When I first began reading Hugh’s post, I inadvertently let out a primal scream, and after another paragraph, slammed the lid on my laptop, got up and reheated a small bowl of rice before I could finish reading the post. This may not sound like an endorsement for the post, but believe me, it is. Hugh has brought to light something that is happening today that has far longer reaching and outlasting consequences than any of the many abominations tied to Donald Trump. The subject? The re-writing of history, the replacing of facts with opinions. Please, please take a few minutes to read Hugh’s excellent post and think about what he is saying. Get your bowl of rice before you start, though. Thank you, dear Hugh, for bringing this to our attention, and for your generous permission to share.

hughcurtler

One of the more insidious movements in this country is that toward the rewriting of history– eliminating unpleasant facts from the history books. This movement is perhaps a part of the New History movement about which I have blogged in the past — the attempt to reduce history to a form of literature, giving special attention to minor historical figures that have been ignored in the past (probably with good reason!)

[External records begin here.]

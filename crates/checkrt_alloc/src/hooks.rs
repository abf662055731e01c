//! C entry points into the global budget.
//!
//! A C test program links the staticlib and calls these instead of the
//! libc names (usually through a `#define malloc checkrt_malloc` shim).
use core::ffi::c_void;

use libc::size_t;

use crate::global::GLOBAL_BUDGET;

/// # Safety
/// See malloc(3)
#[unsafe(export_name = "checkrt_malloc")]
pub unsafe extern "C" fn malloc(size: size_t) -> *mut c_void {
    unsafe { GLOBAL_BUDGET.malloc(size) }
}

/// # Safety
/// See calloc(3)
#[unsafe(export_name = "checkrt_calloc")]
pub unsafe extern "C" fn calloc(nobj: size_t, size: size_t) -> *mut c_void {
    unsafe { GLOBAL_BUDGET.calloc(nobj, size) }
}

/// # Safety
/// See realloc(3)
#[unsafe(export_name = "checkrt_realloc")]
pub unsafe extern "C" fn realloc(p: *mut c_void, size: size_t) -> *mut c_void {
    unsafe { GLOBAL_BUDGET.realloc(p, size) }
}

/// # Safety
/// See reallocf(3)
#[unsafe(export_name = "checkrt_reallocf")]
pub unsafe extern "C" fn reallocf(p: *mut c_void, size: size_t) -> *mut c_void {
    unsafe { GLOBAL_BUDGET.reallocf(p, size) }
}

/// # Safety
/// See aligned_alloc(3)
#[unsafe(export_name = "checkrt_aligned_alloc")]
pub unsafe extern "C" fn aligned_alloc(alignment: size_t, size: size_t) -> *mut c_void {
    if alignment == 0 || !alignment.is_power_of_two() {
        checkrt_core::os::set_errno(libc::EINVAL);
        return core::ptr::null_mut();
    }
    unsafe { GLOBAL_BUDGET.aligned_alloc(alignment, size) }
}

/// # Safety
/// See free(3)
#[unsafe(export_name = "checkrt_free")]
pub unsafe extern "C" fn free(p: *mut c_void) {
    unsafe { GLOBAL_BUDGET.free(p) }
}

#[unsafe(export_name = "checkrt_alloc_limit_set_no_limit")]
pub extern "C" fn alloc_limit_set_no_limit() {
    GLOBAL_BUDGET.set_no_limit();
}

#[unsafe(export_name = "checkrt_alloc_limit_set_total")]
pub extern "C" fn alloc_limit_set_total(limit: size_t) {
    GLOBAL_BUDGET.set_total(limit);
}

#[unsafe(export_name = "checkrt_alloc_limit_set_peak")]
pub extern "C" fn alloc_limit_set_peak(limit: size_t) {
    GLOBAL_BUDGET.set_peak(limit);
}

In any event, one does wonder why this sort of censorship is not only allowed, but encouraged — even by the Texas State Board of Education which has decided to erase any mention of Hillary Clinton from the history textbooks in order to “streamline” history. As a recent Yahoo news story tells us:

The Texas State Board of Education voted Friday to remove mentions of Hillary Clinton and Helen Keller from the state’s mandatory history curriculum . . .  The…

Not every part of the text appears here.